→ SUPPLIED INFORMATION

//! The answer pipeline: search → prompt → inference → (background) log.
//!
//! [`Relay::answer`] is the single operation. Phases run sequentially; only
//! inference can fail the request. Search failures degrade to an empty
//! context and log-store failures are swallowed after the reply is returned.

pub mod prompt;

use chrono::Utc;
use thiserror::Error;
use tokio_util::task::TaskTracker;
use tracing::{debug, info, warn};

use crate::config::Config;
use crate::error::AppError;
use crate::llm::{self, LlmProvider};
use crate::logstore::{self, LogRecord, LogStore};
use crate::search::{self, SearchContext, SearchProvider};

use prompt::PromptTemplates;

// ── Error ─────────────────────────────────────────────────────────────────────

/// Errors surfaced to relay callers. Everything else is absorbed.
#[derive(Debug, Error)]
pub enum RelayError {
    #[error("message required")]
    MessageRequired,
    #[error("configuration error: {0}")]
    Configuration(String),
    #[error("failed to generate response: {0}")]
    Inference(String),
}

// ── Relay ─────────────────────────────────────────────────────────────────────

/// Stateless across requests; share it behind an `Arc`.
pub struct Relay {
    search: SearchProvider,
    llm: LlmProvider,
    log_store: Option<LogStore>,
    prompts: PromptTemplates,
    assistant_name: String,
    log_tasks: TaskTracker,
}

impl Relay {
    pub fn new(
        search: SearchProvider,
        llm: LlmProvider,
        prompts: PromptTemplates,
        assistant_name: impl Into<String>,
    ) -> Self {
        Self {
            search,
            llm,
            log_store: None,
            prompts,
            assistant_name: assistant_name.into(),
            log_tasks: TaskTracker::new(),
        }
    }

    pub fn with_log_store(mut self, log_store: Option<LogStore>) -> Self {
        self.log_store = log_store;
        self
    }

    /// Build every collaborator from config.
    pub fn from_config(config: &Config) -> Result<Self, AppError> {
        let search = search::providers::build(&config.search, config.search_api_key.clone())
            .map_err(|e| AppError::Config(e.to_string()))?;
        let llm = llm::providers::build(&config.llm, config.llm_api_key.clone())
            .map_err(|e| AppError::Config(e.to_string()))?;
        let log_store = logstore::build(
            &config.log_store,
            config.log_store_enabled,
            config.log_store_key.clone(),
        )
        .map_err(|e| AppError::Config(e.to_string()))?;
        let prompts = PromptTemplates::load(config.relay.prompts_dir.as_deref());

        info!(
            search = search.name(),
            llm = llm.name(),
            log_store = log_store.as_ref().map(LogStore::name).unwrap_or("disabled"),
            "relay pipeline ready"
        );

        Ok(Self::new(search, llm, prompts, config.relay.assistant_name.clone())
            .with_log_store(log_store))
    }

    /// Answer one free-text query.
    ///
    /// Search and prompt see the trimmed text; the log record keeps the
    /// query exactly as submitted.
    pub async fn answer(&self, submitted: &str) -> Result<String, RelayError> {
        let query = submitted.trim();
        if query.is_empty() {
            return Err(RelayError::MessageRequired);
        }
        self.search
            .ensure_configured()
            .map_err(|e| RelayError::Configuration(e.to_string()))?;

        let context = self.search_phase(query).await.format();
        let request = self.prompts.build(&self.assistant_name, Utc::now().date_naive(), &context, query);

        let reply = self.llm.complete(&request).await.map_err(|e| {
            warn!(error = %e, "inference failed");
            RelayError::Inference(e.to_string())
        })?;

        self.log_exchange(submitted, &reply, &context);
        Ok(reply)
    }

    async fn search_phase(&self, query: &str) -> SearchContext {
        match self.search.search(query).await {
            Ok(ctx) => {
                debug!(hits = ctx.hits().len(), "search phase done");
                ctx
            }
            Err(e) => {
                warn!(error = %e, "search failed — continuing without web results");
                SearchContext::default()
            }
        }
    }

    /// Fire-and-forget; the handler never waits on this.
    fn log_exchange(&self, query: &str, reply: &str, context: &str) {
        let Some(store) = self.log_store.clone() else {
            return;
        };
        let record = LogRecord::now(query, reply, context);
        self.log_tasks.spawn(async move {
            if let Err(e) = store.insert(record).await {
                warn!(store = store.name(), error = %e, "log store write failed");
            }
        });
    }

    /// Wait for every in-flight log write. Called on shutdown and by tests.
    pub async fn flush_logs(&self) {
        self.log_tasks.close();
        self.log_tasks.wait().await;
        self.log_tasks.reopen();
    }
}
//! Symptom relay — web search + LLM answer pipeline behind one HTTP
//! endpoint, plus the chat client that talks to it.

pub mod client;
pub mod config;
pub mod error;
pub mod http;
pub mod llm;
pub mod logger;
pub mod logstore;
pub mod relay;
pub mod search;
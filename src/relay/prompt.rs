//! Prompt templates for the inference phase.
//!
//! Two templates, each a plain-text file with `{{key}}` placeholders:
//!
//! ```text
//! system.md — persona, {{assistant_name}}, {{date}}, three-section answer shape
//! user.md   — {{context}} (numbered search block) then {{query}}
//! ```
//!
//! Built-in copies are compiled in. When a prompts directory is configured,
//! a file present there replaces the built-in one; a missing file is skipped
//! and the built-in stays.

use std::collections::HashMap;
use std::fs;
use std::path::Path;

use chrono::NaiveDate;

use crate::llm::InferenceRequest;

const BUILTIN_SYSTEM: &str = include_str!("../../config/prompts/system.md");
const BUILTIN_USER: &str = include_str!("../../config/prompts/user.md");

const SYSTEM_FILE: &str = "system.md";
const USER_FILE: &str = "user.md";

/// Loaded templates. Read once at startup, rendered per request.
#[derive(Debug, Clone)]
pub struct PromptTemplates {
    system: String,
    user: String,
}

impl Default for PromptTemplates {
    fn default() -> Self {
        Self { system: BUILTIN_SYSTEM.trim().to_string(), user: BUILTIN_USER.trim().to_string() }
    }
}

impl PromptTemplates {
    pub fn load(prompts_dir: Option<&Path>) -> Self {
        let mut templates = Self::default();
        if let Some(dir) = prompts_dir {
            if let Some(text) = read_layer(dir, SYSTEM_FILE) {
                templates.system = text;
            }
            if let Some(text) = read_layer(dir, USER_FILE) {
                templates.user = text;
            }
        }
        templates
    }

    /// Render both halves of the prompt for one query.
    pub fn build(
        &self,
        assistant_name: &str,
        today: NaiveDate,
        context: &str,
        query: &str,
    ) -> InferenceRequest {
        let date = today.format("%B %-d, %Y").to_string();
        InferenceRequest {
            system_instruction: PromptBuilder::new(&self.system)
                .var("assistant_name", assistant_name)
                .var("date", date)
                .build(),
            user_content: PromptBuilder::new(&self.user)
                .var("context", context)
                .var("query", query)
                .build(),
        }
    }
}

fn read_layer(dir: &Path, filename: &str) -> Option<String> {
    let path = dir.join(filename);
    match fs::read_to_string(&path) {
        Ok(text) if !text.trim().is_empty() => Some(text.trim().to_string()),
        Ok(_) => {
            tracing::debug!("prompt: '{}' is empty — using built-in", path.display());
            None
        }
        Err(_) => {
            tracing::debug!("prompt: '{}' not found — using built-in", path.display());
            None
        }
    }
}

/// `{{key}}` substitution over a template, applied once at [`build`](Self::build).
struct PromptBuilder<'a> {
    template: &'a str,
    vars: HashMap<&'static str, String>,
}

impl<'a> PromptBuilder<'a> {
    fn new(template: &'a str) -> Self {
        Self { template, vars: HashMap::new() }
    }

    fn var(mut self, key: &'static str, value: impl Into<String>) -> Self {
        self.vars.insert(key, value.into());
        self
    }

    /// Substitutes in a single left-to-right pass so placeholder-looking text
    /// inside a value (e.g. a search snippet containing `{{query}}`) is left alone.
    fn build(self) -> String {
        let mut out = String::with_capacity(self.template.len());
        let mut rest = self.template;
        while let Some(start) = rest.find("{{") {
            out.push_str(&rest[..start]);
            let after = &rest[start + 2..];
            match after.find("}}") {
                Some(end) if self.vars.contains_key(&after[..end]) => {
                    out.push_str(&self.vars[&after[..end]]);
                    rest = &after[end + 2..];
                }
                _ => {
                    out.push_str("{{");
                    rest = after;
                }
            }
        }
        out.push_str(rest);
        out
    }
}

→ TASK STATEMENT
For the string "write", filter the data and copy out each line where it occurs.

→ EXPECTED ANSWER
                warn!(store = store.name(), error = %e, "log store write failed");
    /// Wait for every in-flight log write. Called on shutdown and by tests.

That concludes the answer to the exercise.